EXERCISE MATERIALS>
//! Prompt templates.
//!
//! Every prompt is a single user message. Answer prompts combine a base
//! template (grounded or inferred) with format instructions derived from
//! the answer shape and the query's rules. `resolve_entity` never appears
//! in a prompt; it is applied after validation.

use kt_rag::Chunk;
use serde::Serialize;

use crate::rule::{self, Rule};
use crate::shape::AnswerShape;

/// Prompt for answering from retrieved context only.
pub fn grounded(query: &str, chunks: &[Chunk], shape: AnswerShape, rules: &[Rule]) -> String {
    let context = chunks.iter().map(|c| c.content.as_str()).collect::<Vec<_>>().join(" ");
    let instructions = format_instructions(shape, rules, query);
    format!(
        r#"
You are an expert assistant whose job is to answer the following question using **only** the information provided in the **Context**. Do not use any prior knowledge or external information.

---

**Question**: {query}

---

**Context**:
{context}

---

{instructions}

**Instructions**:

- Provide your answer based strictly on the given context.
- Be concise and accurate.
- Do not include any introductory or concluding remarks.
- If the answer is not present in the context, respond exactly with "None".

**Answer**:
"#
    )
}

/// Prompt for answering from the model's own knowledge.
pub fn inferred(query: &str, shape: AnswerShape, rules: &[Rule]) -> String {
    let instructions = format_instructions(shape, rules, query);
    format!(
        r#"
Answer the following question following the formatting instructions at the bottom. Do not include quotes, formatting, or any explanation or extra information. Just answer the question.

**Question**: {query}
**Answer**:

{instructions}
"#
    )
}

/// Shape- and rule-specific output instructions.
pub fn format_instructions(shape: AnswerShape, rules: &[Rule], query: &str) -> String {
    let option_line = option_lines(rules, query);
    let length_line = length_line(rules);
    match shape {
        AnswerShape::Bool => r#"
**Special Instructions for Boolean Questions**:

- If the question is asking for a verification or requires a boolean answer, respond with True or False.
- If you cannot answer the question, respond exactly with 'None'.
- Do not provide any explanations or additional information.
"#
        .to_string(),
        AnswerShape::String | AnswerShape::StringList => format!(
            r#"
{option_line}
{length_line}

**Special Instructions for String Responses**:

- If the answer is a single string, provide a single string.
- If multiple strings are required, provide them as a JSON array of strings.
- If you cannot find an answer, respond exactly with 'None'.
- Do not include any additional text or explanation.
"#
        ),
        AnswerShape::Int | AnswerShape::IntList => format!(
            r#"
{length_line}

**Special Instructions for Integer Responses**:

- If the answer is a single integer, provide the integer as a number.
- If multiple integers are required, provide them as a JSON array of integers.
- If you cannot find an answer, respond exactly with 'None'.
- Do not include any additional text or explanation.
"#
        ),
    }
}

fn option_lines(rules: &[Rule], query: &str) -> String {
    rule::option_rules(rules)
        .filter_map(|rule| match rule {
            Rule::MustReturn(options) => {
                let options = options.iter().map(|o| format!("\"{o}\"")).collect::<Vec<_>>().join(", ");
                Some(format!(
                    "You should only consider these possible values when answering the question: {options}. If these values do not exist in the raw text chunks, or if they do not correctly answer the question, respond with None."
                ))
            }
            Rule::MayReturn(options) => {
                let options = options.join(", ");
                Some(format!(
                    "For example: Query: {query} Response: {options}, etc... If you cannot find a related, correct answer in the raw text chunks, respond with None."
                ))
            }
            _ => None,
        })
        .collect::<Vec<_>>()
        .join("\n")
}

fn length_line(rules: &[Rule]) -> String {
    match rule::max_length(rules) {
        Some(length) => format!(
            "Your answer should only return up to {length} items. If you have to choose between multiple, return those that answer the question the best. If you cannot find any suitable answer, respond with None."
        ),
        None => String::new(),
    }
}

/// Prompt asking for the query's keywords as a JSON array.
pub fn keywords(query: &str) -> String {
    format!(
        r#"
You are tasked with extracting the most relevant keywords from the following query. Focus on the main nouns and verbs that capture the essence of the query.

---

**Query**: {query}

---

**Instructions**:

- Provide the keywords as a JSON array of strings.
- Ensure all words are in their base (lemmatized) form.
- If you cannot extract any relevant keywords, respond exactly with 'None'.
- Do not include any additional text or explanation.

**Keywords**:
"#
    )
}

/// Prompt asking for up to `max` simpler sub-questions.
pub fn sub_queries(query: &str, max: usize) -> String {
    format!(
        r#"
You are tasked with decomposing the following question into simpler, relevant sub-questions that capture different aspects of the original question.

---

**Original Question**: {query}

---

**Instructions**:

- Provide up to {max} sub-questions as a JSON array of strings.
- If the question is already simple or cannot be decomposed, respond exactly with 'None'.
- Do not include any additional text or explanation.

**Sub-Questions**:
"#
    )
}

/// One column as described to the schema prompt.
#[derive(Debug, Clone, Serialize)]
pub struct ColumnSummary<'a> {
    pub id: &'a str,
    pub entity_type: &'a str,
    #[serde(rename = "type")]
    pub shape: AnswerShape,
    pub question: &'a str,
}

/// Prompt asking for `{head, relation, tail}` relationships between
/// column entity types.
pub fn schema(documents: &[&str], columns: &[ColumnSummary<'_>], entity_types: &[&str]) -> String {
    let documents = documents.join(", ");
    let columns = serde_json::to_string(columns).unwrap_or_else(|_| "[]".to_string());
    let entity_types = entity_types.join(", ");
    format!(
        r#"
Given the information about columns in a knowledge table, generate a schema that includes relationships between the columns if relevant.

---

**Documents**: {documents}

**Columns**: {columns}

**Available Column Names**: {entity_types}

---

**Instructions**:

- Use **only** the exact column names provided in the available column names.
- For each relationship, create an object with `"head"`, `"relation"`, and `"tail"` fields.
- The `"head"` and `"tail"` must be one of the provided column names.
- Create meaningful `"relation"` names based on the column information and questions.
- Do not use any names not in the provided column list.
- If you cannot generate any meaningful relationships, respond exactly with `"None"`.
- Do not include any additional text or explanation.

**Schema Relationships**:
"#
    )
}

WHAT IS EXPECTED> Please give the number of lines in the data above where the word "AnswerShape" appears, and nothing besides.

RESULT OF THIS EXERCISE> 8